Clear, warm waters, wrecks and fascinating marine life make St Helena Island an enticing snorkelling and scuba diving destination. Dive site habitats vary from rocky reefs with caves and areas of boulders to cobbles and sand, all teeming with marine life and all within easy reach of the wharf in Jamestown. The wrecks dotted around the coast present popular dive and snorkelling sites.
Sea temperatures vary from 66 to 75°F (19 to 25°C) and visibility can range from 16 to 130 feet (5 to 40m) with peak visibility being from December to May. Dives vary between 40 and 130 feet (5 to 30m+) and oﬀer a range of diving opportunities. There are a number of local laws for divers to abide by, including no wreck penetration and rules for swimming and interacting with whalesharks.
Some of the popular dive sites are Buttermilk Point, Cat Island, Cat Island Main, Cavalley Point, Egg Island, Ladies Chair, Long Ledge, Robinsons and Thompson’s Valley Island.
Most of the dive sites are located on the leeward side of the Island where divers can experience a bit of surge from the ocean swells, but there are no strong currents. These dives are suitable for both beginners and advanced divers.
If a visitor is planning to scuba dive they should bring their certiﬁcation and log book.
There are two dive operators on St Helena and both oﬀer PADI diving courses, dive excursions and marine tours.
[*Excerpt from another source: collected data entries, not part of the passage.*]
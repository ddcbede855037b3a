//! Multi-target package builder.
//!
//! Builds installable artifacts from a prebuilt proto area:
//! - Debian packages (.deb) via `dpkg-deb`
//! - OpenWrt packages (.ipk) via `ipkg-build`
//! - Plain archives (.tar.gz) built in-process
//!
//! It can be used both as a CLI tool and as a library dependency.

pub mod bundler;
pub mod cli;
pub mod error;

// Re-export commonly used types
pub use error::{CliError, PackagerError, Result};
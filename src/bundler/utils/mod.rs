//! Shared helpers for the builder.

pub mod fs;
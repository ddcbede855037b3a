//! External tool invocation.
//!
//! The builder never spawns processes directly. It describes the command as a
//! [`ToolCommand`] and hands it to a [`CommandRunner`], which reports the exit
//! code and captured output. [`SystemRunner`] is the real implementation.

use crate::bundler::error::{Error, Result};
use std::ffi::{OsStr, OsString};
use std::fmt;
use std::path::Path;

/// A fully specified external command.
#[derive(Clone, Debug, PartialEq, Eq)]
pub struct ToolCommand {
    program: OsString,
    args: Vec<OsString>,
}

impl ToolCommand {
    /// Starts a command for `program`.
    pub fn new(program: impl AsRef<OsStr>) -> Self {
        Self {
            program: program.as_ref().to_os_string(),
            args: Vec::new(),
        }
    }

    /// Appends one argument.
    pub fn arg(mut self, arg: impl AsRef<OsStr>) -> Self {
        self.args.push(arg.as_ref().to_os_string());
        self
    }

    /// Appends several arguments.
    pub fn args<I, S>(mut self, args: I) -> Self
    where
        I: IntoIterator<Item = S>,
        S: AsRef<OsStr>,
    {
        self.args
            .extend(args.into_iter().map(|a| a.as_ref().to_os_string()));
        self
    }

    /// Prefixes the command with `fakeroot` when requested.
    pub fn under_fakeroot(self, enabled: bool) -> Self {
        if !enabled {
            return self;
        }
        let mut args = Vec::with_capacity(self.args.len() + 1);
        args.push(self.program);
        args.extend(self.args);
        Self {
            program: OsString::from("fakeroot"),
            args,
        }
    }

    /// Program to execute.
    pub fn program(&self) -> &OsStr {
        &self.program
    }

    /// Arguments, in order.
    pub fn get_args(&self) -> &[OsString] {
        &self.args
    }

    /// Name of the tool doing the work, looking through `fakeroot`.
    pub fn tool_name(&self) -> String {
        let tool: &OsStr = if self.program == "fakeroot" {
            self.args.first().unwrap_or(&self.program)
        } else {
            &self.program
        };
        Path::new(tool)
            .file_name()
            .unwrap_or(tool)
            .to_string_lossy()
            .into_owned()
    }
}

impl fmt::Display for ToolCommand {
    fn fmt(&self, f: &mut fmt::Formatter<'_>) -> fmt::Result {
        write!(f, "{}", self.program.to_string_lossy())?;
        for arg in &self.args {
            write!(f, " {}", arg.to_string_lossy())?;
        }
        Ok(())
    }
}

/// Exit status and captured output of a finished command.
#[derive(Clone, Debug, Default, PartialEq, Eq)]
pub struct ToolOutput {
    /// Exit code, `None` when terminated by a signal
    pub code: Option<i32>,
    /// Captured standard output
    pub stdout: String,
    /// Captured standard error
    pub stderr: String,
}

impl ToolOutput {
    /// Whether the command exited with status 0.
    pub fn success(&self) -> bool {
        self.code == Some(0)
    }
}

/// Runs external commands to completion.
#[allow(async_fn_in_trait)]
pub trait CommandRunner {
    /// Runs the command and waits for it to exit.
    ///
    /// # Errors
    ///
    /// [`Error::CommandFailed`] if the process could not be started. A
    /// non-zero exit is not an error at this level.
    async fn run(&self, command: &ToolCommand) -> Result<ToolOutput>;
}

/// Runs commands as real child processes via `tokio::process`.
#[derive(Clone, Copy, Debug, Default)]
pub struct SystemRunner;

impl CommandRunner for SystemRunner {
    async fn run(&self, command: &ToolCommand) -> Result<ToolOutput> {
        log::debug!("running: {}", command);

        let mut cmd = tokio::process::Command::new(command.program());
        cmd.args(command.get_args());

        let output = cmd.output().await.map_err(|error| Error::CommandFailed {
            command: command.tool_name(),
            error,
        })?;

        let result = ToolOutput {
            code: output.status.code(),
            stdout: String::from_utf8_lossy(&output.stdout).into_owned(),
            stderr: String::from_utf8_lossy(&output.stderr).into_owned(),
        };

        for line in result.stdout.lines() {
            log::debug!("{}: {}", command.tool_name(), line);
        }
        if !result.success() {
            for line in result.stderr.lines() {
                log::warn!("{}: {}", command.tool_name(), line);
            }
        }

        Ok(result)
    }
}
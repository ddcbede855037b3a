//! Artifact checksum calculation.

use crate::bundler::error::{ErrorExt, Result};
use sha2::{Digest, Sha256};
use tokio::io::AsyncReadExt;

/// Calculates the SHA256 checksum of an artifact file.
///
/// Reads the file in 8KB chunks and returns the hex-encoded digest
/// (64 characters).
pub async fn calculate_sha256(path: &std::path::Path) -> Result<String> {
    let mut file = tokio::fs::File::open(path)
        .await
        .fs_context("opening artifact for hashing", path)?;
    let mut hasher = Sha256::new();
    let mut buffer = vec![0u8; 8192];

    loop {
        let n = file
            .read(&mut buffer)
            .await
            .fs_context("reading artifact for hash calculation", path)?;
        if n == 0 {
            break;
        }
        hasher.update(&buffer[..n]);
    }

    Ok(format!("{:x}", hasher.finalize()))
}
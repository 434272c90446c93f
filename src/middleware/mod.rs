/*
 * Responsibility
 * - Router-level middleware (re-exported per concern)
 * - access: the RBAC gate adapter; the rest are transport concerns
 */
pub mod access;
pub mod cors;
pub mod http;
pub mod security_headers;
/**
 * Responsibility
 * - The meanings a repo can report upward
 */
use thiserror::Error;

use crate::services::content::ContentError;

#[derive(Debug, Error)]
pub enum RepoError {
    #[error("content store error: {0}")]
    Store(#[from] ContentError),
    #[error("malformed document: {0}")]
    Decode(#[from] serde_json::Error),
}
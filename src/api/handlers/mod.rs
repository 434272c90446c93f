/*
 * Responsibility
 * - Handlers per area; routing decides who can reach them (the gate),
 *   handlers only enforce ownership and shape
 */
pub mod admin;
pub mod health;
pub mod lecturer;
pub mod pages;
pub mod student;
pub mod webhooks;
The St Helena Dive Club is a thriving group on the Island. Many divers are trained through the club each year.
There are snorkelling nature trails at the wharf steps in Jamestown and also at Lemon Valley which can be done at one’s leisure. Snorkelling tours are available for those unqualiﬁed in scuba.
Divers and snorkelers will encounter a vast array of marine life including ﬁsh (of which 16 species are endemic) and various invertebrates including sea slugs and anemones (about 40 of which are endemic). Green and Hawksbill turtles are often seen and visits from devil rays are not uncommon. The island also has resident populations of Pantropical Spotted, Bottlenose and Rough-toothed dolphin and is seasonally visited by a number of transient species, including Humpback whales which can be spotted from June to December.
St Helena has excellent and well preserved coral ecosystems, which are very diverse and contain many endemic and non-endemic fish species.
The following 10 fish are found only on the island of Saint Helena:
- Bastard cavalley pilot (Stegastes sanctaehelenae)
- Bastard fivefinger (Chromis sanctaehelenae)
- Deepwater jack (Pontinus nigropunctatus)
- Deepwater gurnard (Scorpaena mellissii)
- Deepwater greenfish (Holanthias fronticinctus)
- Silver eel (Ariosoma mellissii)
- Greenfish (Thalassoma sanctaehelenae)
- Skulpin (Physiculus helenaenis)
- Springer’s blenny (Scartella springeri)
- St Helena dragonet (Callionymus santaehelenae)
- St Helena offers a unique opportunity to view cetaceans using small boats. Pan-tropical spotted dolphins (Stenella attenuata) are the most numerous species followed by bottlenose dolphins (Tursiops truncatus) and rough-toothed dolphins (Steno bredanensis).
- Humpback whales (Megaptera novaeangliae) have been sighted but interviews with local fishermen suggest that this species regularly occurs in the waters around St Helena in small numbers during the austral winter.
January and February are the hottest months on the island, which correlates with ﬁsh spawning patterns and the appearance of whalesharks. Reaching lengths of up to 40 feet (12m) or more, they scoop up plankton and small ﬁsh with their colossal gaping mouths while swimming close to the water’s surface. Seeing the whalesharks during their seasonal visit is not to be missed. Although massive, whalesharks are docile creatures and it is possible to swim with them. Whaleshark interaction is strictly regulated on the island and is only oﬀered by accredited local marine tour operators.